The 1966 United States Senate election in West Virginia was held on November 8, 1966. Incumbent Democratic U.S. Senator Jennings Randolph won re-election to a third term and a second full term.

== Primary elections ==
Primary elections were held on May 10, 1966.
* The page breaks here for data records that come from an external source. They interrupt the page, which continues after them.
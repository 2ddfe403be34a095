//! SQLite error types

use thiserror::Error;

#[derive(Error, Debug)]
pub enum SqliteError {
    #[error("Database error: {0}")]
    Database(#[from] sqlx::Error),

    #[error("Migration {version} ({name}) failed: {error}")]
    MigrationFailed {
        version: i32,
        name: String,
        error: String,
    },

    #[error("IO error: {0}")]
    Io(#[from] std::io::Error),

    #[error("Conflict: {0}")]
    Conflict(String),

    #[error("Missing reference: {0}")]
    MissingReference(String),
}

impl SqliteError {
    /// Classify constraint violations raised by an INSERT/UPDATE of `what`
    pub fn from_write(e: sqlx::Error, what: &str) -> Self {
        match &e {
            sqlx::Error::Database(db) if db.is_unique_violation() => {
                Self::Conflict(format!("{} already exists", what))
            }
            sqlx::Error::Database(db) if db.is_foreign_key_violation() => {
                Self::MissingReference(format!("{} references a missing row", what))
            }
            _ => Self::Database(e),
        }
    }
}

#[cfg(test)]
mod tests {
    use super::*;

    #[test]
    fn test_migration_failed_error_display() {
        let err = SqliteError::MigrationFailed {
            version: 2,
            name: "add_group_path_index".to_string(),
            error: "syntax error".to_string(),
        };
        assert_eq!(
            err.to_string(),
            "Migration 2 (add_group_path_index) failed: syntax error"
        );
    }

    #[test]
    fn test_io_error_from() {
        let io_err = std::io::Error::new(std::io::ErrorKind::NotFound, "file not found");
        let sqlite_err: SqliteError = io_err.into();
        assert!(sqlite_err.to_string().contains("file not found"));
    }

    #[test]
    fn test_from_write_passes_through_other_errors() {
        let err = SqliteError::from_write(sqlx::Error::RowNotFound, "user");
        assert!(matches!(err, SqliteError::Database(sqlx::Error::RowNotFound)));
    }
}
//! API server and routes

pub mod extractors;
pub mod middleware;
pub mod openapi;
pub mod routes;
mod server;
pub mod types;

pub use server::ApiServer;
//! Identity service
//!
//! Users, groups, and the bindings between them. List operations run
//! through the filter chain; membership changes are all-or-nothing.

use std::sync::Arc;

use crate::data::SqliteService;
use crate::data::filters::columns::{
    COLUMN_CREATE_TIME, COLUMN_PARENT_GROUP_ID, TABLE_GROUP, TABLE_USER,
};
use crate::data::filters::{Chain, FilterRequest, TableMetadata, get_display_columns};
use crate::data::sqlite::repositories;
use crate::data::types::{GroupRow, NewGroup, NewUser, UserGroupBindingRow, UserRow};
use crate::utils::crypto::{hash_password, md5_hex, verify_password};

use super::error::IdentityError;
use super::types::{
    CreateGroup, CreateUser, DescribeGroupsRequest, DescribeUsersRequest, GroupPage, UserPage,
};

/// Trimmed, non-empty, first-seen order
fn normalize_ids(ids: &[String]) -> Vec<String> {
    let mut out: Vec<String> = Vec::with_capacity(ids.len());
    for id in ids {
        let id = id.trim();
        if !id.is_empty() && !out.iter().any(|seen| seen == id) {
            out.push(id.to_string());
        }
    }
    out
}

#[derive(Clone)]
pub struct IdentityService {
    db: Arc<SqliteService>,
    metadata: Arc<TableMetadata>,
}

impl IdentityService {
    pub fn new(db: Arc<SqliteService>) -> Self {
        Self::with_metadata(db, Arc::new(TableMetadata::identity()))
    }

    pub fn with_metadata(db: Arc<SqliteService>, metadata: Arc<TableMetadata>) -> Self {
        Self { db, metadata }
    }

    /// Sort keys end up in ORDER BY unquoted, so only real columns pass.
    fn check_sort_key<R: FilterRequest>(&self, req: &R, table: &str) -> Result<(), IdentityError> {
        if let Some(key) = req.sort_key()
            && !self.metadata.full_columns(table).iter().any(|c| c == key)
        {
            return Err(IdentityError::invalid(format!(
                "unknown sort key '{}' for {}",
                key, table
            )));
        }
        Ok(())
    }

    pub async fn create_user(&self, input: CreateUser) -> Result<UserRow, IdentityError> {
        let username = input.username.trim();
        let email = input.email.trim();
        if username.is_empty() || email.is_empty() {
            return Err(IdentityError::invalid("empty username or email"));
        }

        let password_hash = if input.password.is_empty() {
            String::new()
        } else {
            let password = input.password.clone();
            tokio::task::spawn_blocking(move || hash_password(&password)).await??
        };

        let user = repositories::create_user(
            self.db.pool(),
            &NewUser {
                username,
                email,
                phone_number: input.phone_number.trim(),
                description: &input.description,
                password_hash: &password_hash,
            },
        )
        .await?;

        tracing::info!(user_id = %user.user_id, "User created");
        Ok(user)
    }

    pub async fn create_group(&self, input: CreateGroup) -> Result<GroupRow, IdentityError> {
        let name = input.name.trim();
        if name.is_empty() {
            return Err(IdentityError::invalid("empty group name"));
        }
        let parent_group_id = input.parent_group_id.trim();

        let group = repositories::create_group(
            self.db.pool(),
            &NewGroup {
                parent_group_id,
                name,
                description: &input.description,
            },
        )
        .await?
        .ok_or_else(|| {
            IdentityError::not_found(format!("parent group {} not found", parent_group_id))
        })?;

        tracing::info!(group_id = %group.group_id, path = %group.group_path, "Group created");
        Ok(group)
    }

    pub async fn describe_users(
        &self,
        req: &DescribeUsersRequest,
    ) -> Result<UserPage, IdentityError> {
        self.check_sort_key(req, TABLE_USER)?;

        let columns = get_display_columns(
            req.display_columns.as_deref(),
            self.metadata.full_columns(TABLE_USER),
        );
        let query = Chain::new(&self.metadata, TABLE_USER)
            .select(columns)
            .build_filter_conditions(req, TABLE_USER, &[])
            .add_query_order_dir(req, COLUMN_CREATE_TIME)
            .paginate(req)
            .into_query();

        let total = repositories::count_users(self.db.pool(), &query).await?;
        if query.has_empty_projection() {
            return Ok(UserPage {
                users: Vec::new(),
                total,
            });
        }
        let users = repositories::list_users(self.db.pool(), &query).await?;
        Ok(UserPage { users, total })
    }

    pub async fn describe_groups(
        &self,
        req: &DescribeGroupsRequest,
    ) -> Result<GroupPage, IdentityError> {
        self.check_sort_key(req, TABLE_GROUP)?;

        let columns = get_display_columns(
            req.display_columns.as_deref(),
            self.metadata.full_columns(TABLE_GROUP),
        );
        let query = Chain::new(&self.metadata, TABLE_GROUP)
            .select(columns)
            .build_filter_conditions(req, TABLE_GROUP, &[COLUMN_PARENT_GROUP_ID])
            .build_root_group_id_conditions(&normalize_ids(&req.root_group_id))
            .add_query_order_dir(req, COLUMN_CREATE_TIME)
            .paginate(req)
            .into_query();

        let total = repositories::count_groups(self.db.pool(), &query).await?;
        if query.has_empty_projection() {
            return Ok(GroupPage {
                groups: Vec::new(),
                total,
            });
        }
        let groups = repositories::list_groups(self.db.pool(), &query).await?;
        Ok(GroupPage { groups, total })
    }

    /// Bind every user to every group. Fails if any pair is already bound.
    pub async fn join_group(
        &self,
        user_ids: &[String],
        group_ids: &[String],
    ) -> Result<Vec<UserGroupBindingRow>, IdentityError> {
        let (user_ids, group_ids) = (normalize_ids(user_ids), normalize_ids(group_ids));
        if user_ids.is_empty() || group_ids.is_empty() {
            return Err(IdentityError::invalid("empty user id or group id"));
        }

        let existing =
            repositories::get_user_group_bindings(self.db.pool(), &user_ids, &group_ids).await?;
        if !existing.is_empty() {
            return Err(IdentityError::denied("user already in group"));
        }

        let pairs: Vec<(String, String)> = user_ids
            .iter()
            .flat_map(|u| group_ids.iter().map(move |g| (u.clone(), g.clone())))
            .collect();
        let bindings = repositories::insert_bindings(self.db.pool(), &pairs).await?;

        tracing::info!(
            users = user_ids.len(),
            groups = group_ids.len(),
            "Users joined groups"
        );
        Ok(bindings)
    }

    /// Unbind every user from every group. Every pair must currently be bound.
    pub async fn leave_group(
        &self,
        user_ids: &[String],
        group_ids: &[String],
    ) -> Result<u64, IdentityError> {
        let (user_ids, group_ids) = (normalize_ids(user_ids), normalize_ids(group_ids));
        if user_ids.is_empty() || group_ids.is_empty() {
            return Err(IdentityError::invalid("empty user id or group id"));
        }

        let existing =
            repositories::get_user_group_bindings(self.db.pool(), &user_ids, &group_ids).await?;
        if existing.len() != user_ids.len() * group_ids.len() {
            return Err(IdentityError::denied("user not in group"));
        }

        let removed = repositories::delete_bindings(self.db.pool(), &user_ids, &group_ids).await?;
        tracing::info!(removed, "Users left groups");
        Ok(removed)
    }

    pub async fn get_groups_by_user_ids(
        &self,
        user_ids: &[String],
    ) -> Result<Vec<GroupRow>, IdentityError> {
        let groups =
            repositories::get_groups_by_user_ids(self.db.pool(), &normalize_ids(user_ids)).await?;
        Ok(groups)
    }

    pub async fn get_users_by_group_ids(
        &self,
        group_ids: &[String],
    ) -> Result<Vec<UserRow>, IdentityError> {
        let users =
            repositories::get_users_by_group_ids(self.db.pool(), &normalize_ids(group_ids)).await?;
        Ok(users)
    }

    pub async fn get_user_ids_by_group_ids(
        &self,
        group_ids: &[String],
    ) -> Result<Vec<String>, IdentityError> {
        let ids = repositories::get_user_ids_by_group_ids(self.db.pool(), &normalize_ids(group_ids))
            .await?;
        Ok(ids)
    }

    /// Whether `password` matches the user's stored hash
    pub async fn compare_password(
        &self,
        user_id: &str,
        password: &str,
    ) -> Result<bool, IdentityError> {
        let stored = repositories::get_password_hash(self.db.pool(), user_id)
            .await?
            .ok_or_else(|| IdentityError::not_found(format!("user {} not found", user_id)))?;

        let matched = if stored.is_empty() {
            false
        } else {
            let attempt = password.to_string();
            tokio::task::spawn_blocking(move || verify_password(&attempt, &stored)).await??
        };

        if !matched {
            tracing::warn!(%user_id, password_md5 = %md5_hex(password), "Password mismatch");
        }
        Ok(matched)
    }

    pub async fn modify_password(&self, user_id: &str, password: &str) -> Result<(), IdentityError> {
        if password.is_empty() {
            return Err(IdentityError::invalid("empty password"));
        }

        let attempt = password.to_string();
        let hash = tokio::task::spawn_blocking(move || hash_password(&attempt)).await??;

        if !repositories::update_password(self.db.pool(), user_id, &hash).await? {
            return Err(IdentityError::not_found(format!("user {} not found", user_id)));
        }
        tracing::info!(%user_id, "Password modified");
        Ok(())
    }
}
=== Democratic primary ===
==== Candidate ====
- Jennings Randolph, incumbent U.S. Senator

==== Results ====

Democratic Party primary results
| Party |  | Candidate | Votes | % |
|---|---|---|---|---|
|  | Democratic | Jennings Randolph (incumbent) | 204,381 | 100.00% |
| Total votes |  |  | 204,381 | 100.00% |

=== Republican primary ===
==== Candidate ====
- Harold G. Cutright, business consultant and unsuccessful candidate for Democratic nomination for Governor in 1964
- Francis J. Love, former U.S. Congressman

==== Results ====

Republican Party primary results
| Party |  | Candidate | Votes | % |
|---|---|---|---|---|
|  | Republican | Francis J. Love | 61,479 | 63.38% |
|  | Republican | Harold G. Cutright | 35,530 | 36.63% |
| Total votes |  |  | 97,009 | 100.00% |

== General election ==
=== Result ===

United States Senate election in West Virginia, 1966
| Party |  | Candidate | Votes | % | ±% |
|---|---|---|---|---|---|
|  | Democratic | Jennings Randolph (incumbent) | 292,325 | 59.51% |  |
|  | Republican | Francis J. Love | 198,891 | 40.49% |  |
| Total votes |  |  | 491,216 | 100.00% |  |
|  | Democratic hold |  |  |  |  |

== See also ==
- 1966 United States Senate elections

== Bibliography ==
- "Congressional Elections, 1946-1996" (1998)
- Scammon, Richard M.. "America Votes 7: a handbook of contemporary American election statistics, 1966"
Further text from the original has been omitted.